--- DATA EXTRACT ---
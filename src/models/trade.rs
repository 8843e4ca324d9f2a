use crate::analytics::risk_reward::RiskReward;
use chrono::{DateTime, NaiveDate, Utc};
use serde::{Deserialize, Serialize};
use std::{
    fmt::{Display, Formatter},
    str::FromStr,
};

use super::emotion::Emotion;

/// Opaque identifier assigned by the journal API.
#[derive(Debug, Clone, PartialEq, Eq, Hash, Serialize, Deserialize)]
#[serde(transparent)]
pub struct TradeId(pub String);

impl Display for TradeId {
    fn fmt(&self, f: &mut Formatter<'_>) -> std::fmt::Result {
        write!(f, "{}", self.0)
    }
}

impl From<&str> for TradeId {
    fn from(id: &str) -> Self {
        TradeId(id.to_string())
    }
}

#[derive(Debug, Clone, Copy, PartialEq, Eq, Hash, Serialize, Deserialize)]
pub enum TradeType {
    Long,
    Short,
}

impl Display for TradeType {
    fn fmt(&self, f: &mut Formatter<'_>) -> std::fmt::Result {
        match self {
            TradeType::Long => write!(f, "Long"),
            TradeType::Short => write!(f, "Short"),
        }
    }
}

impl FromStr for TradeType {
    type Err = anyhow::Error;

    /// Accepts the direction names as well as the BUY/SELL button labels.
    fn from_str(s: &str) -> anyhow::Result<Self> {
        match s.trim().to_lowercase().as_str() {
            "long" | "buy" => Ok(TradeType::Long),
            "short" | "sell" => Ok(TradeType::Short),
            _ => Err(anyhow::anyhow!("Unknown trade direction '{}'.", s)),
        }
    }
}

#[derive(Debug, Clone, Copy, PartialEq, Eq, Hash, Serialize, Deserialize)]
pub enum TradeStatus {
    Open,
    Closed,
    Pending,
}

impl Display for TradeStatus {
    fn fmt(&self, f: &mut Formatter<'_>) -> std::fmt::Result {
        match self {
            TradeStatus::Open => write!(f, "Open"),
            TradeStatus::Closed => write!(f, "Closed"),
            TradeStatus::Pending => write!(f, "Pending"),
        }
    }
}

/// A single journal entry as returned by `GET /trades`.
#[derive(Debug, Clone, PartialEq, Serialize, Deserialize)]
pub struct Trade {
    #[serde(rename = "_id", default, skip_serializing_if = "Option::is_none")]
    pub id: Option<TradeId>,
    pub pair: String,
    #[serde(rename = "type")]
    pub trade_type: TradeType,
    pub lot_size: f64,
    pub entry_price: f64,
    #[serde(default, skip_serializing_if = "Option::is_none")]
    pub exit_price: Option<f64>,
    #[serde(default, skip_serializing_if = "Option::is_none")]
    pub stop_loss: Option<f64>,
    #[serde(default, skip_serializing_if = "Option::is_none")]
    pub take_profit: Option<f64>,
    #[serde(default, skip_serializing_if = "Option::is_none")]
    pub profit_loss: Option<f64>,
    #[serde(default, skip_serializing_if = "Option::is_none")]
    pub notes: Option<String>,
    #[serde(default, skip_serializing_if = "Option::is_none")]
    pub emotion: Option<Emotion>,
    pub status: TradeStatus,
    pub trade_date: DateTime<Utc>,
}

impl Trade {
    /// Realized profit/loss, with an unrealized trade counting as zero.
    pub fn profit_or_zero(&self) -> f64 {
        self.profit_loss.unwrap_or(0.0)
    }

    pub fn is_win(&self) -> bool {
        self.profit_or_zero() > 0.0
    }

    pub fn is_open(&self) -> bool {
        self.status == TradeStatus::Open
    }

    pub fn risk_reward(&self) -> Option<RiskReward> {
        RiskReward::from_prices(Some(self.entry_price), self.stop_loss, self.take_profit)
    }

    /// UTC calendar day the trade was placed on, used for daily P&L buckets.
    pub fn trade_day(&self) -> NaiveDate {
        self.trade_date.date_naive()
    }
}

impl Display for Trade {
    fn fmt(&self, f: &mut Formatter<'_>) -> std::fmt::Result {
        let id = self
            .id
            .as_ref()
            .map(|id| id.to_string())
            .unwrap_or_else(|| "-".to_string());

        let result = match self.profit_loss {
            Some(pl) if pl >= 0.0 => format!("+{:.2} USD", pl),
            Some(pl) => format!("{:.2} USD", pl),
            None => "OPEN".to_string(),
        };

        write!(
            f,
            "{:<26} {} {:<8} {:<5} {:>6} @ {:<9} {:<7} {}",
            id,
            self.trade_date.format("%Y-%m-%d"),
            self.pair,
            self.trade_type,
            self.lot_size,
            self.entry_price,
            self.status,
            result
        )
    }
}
---
--- DATA EXTRACT ---
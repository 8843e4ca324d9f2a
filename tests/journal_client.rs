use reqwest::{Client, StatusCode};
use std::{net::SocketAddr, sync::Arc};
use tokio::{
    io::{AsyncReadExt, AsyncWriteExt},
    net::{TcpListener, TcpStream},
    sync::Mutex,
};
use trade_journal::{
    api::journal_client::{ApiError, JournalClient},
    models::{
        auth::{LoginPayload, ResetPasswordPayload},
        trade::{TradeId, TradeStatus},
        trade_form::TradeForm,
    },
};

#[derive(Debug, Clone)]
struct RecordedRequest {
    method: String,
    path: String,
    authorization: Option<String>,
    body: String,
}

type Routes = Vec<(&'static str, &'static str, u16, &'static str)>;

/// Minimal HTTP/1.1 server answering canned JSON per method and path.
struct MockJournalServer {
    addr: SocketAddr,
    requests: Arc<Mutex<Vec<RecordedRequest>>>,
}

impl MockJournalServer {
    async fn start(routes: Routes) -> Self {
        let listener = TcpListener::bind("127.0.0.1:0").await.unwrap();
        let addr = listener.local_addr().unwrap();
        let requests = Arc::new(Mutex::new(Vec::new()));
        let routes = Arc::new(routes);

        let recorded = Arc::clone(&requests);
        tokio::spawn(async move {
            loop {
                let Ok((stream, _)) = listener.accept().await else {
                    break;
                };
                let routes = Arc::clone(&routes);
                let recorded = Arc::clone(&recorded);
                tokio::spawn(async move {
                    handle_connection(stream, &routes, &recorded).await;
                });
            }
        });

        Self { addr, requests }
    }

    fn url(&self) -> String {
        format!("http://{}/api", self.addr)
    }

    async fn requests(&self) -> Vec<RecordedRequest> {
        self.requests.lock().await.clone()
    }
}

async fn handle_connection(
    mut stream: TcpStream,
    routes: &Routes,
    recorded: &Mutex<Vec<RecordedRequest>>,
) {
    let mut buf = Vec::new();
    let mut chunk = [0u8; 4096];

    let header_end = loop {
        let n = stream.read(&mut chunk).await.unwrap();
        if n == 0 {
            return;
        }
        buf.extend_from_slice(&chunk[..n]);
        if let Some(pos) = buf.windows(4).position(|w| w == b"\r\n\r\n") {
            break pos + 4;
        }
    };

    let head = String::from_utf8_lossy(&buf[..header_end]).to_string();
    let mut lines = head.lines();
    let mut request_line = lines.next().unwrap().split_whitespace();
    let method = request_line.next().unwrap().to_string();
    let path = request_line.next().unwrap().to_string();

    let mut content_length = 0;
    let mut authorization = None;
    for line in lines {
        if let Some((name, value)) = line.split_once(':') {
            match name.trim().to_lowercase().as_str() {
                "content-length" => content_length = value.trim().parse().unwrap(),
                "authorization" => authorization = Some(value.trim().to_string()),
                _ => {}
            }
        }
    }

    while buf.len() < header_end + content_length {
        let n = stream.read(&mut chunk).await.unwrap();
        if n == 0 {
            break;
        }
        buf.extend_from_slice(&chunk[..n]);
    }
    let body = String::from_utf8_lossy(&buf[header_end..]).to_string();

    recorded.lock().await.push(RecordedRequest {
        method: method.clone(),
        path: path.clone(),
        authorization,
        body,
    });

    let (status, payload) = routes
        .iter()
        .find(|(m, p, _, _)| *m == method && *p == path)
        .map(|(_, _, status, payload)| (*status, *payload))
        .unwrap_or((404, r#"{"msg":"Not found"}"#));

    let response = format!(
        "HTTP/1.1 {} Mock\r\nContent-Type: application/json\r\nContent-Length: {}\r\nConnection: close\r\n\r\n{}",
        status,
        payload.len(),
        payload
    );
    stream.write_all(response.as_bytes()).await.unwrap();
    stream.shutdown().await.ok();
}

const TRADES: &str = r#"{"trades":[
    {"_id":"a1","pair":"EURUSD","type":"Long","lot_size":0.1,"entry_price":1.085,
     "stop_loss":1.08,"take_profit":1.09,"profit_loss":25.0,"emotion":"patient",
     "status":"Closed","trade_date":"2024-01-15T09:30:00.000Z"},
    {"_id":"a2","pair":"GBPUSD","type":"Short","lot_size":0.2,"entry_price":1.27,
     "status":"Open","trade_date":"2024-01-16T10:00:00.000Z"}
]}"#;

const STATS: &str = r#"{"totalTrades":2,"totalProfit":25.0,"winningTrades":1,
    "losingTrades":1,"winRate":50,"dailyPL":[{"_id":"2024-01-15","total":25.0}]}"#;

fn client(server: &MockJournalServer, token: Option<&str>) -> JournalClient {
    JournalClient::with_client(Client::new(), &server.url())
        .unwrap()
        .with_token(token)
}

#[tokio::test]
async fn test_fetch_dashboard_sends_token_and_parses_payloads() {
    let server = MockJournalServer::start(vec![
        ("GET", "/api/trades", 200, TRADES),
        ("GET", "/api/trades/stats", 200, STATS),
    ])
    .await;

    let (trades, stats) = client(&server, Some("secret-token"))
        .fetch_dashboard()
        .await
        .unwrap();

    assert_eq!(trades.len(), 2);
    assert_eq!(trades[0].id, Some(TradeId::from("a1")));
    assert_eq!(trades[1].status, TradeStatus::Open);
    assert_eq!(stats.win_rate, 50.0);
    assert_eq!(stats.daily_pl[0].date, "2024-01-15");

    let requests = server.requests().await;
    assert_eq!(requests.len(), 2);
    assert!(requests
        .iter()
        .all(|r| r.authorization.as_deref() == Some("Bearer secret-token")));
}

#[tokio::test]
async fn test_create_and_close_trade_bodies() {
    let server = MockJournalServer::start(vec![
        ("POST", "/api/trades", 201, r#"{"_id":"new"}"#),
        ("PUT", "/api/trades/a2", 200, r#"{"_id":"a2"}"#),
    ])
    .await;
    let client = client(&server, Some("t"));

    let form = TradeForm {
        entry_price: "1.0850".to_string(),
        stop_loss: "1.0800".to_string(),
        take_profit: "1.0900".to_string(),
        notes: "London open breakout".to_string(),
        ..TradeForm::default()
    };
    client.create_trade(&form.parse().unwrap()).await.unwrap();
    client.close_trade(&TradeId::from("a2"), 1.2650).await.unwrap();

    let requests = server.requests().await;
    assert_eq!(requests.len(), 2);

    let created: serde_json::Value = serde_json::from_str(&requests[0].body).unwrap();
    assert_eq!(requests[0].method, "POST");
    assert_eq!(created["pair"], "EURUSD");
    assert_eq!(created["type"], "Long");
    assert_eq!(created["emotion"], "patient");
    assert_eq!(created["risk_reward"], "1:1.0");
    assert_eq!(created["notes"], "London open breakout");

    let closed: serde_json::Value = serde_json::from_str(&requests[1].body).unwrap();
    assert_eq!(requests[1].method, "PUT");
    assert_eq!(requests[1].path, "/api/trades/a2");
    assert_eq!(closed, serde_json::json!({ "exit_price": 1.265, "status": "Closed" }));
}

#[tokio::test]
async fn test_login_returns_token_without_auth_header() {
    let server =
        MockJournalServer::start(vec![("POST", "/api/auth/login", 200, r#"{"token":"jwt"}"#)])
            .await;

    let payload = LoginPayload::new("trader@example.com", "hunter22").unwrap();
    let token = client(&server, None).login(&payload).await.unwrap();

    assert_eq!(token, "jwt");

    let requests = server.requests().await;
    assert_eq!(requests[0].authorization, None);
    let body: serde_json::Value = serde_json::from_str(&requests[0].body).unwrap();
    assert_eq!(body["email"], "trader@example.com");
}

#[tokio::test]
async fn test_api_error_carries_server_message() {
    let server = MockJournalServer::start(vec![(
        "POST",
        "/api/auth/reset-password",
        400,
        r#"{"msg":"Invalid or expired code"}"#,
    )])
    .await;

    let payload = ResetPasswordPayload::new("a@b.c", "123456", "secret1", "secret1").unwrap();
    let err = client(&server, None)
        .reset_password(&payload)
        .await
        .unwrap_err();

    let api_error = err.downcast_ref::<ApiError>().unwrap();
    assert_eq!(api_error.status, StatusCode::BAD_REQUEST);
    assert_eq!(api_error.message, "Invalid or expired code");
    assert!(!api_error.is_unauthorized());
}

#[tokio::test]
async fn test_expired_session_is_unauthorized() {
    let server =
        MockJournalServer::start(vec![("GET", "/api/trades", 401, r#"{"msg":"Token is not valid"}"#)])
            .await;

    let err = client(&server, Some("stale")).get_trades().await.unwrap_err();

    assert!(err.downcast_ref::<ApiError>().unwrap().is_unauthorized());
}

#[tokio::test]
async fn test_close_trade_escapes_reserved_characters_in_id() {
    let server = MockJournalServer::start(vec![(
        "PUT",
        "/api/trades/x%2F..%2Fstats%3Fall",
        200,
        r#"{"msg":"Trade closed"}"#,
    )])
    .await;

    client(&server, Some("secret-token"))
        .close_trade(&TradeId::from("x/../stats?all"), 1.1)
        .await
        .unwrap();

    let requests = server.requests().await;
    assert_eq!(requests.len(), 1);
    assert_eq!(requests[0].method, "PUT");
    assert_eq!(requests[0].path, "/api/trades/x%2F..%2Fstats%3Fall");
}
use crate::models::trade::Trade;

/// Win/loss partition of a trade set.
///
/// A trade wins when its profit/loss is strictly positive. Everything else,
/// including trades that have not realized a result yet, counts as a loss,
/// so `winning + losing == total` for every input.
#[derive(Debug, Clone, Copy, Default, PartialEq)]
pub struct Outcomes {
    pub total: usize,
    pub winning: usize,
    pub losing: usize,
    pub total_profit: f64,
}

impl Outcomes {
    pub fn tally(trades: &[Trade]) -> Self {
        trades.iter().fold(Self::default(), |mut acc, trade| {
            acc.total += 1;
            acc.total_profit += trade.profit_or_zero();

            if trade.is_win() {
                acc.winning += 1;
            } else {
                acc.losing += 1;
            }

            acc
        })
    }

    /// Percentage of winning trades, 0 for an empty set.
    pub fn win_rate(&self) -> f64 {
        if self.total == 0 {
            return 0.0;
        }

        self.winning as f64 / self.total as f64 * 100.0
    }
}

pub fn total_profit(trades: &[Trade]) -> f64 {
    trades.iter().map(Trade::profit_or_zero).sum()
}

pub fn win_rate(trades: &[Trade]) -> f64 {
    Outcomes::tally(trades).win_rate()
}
---
- YOUR TASK -
Go through the entries above and pull out each line with "Pending" in it.

- FINISHED EXERCISE -
    Pending,
            TradeStatus::Pending => write!(f, "Pending"),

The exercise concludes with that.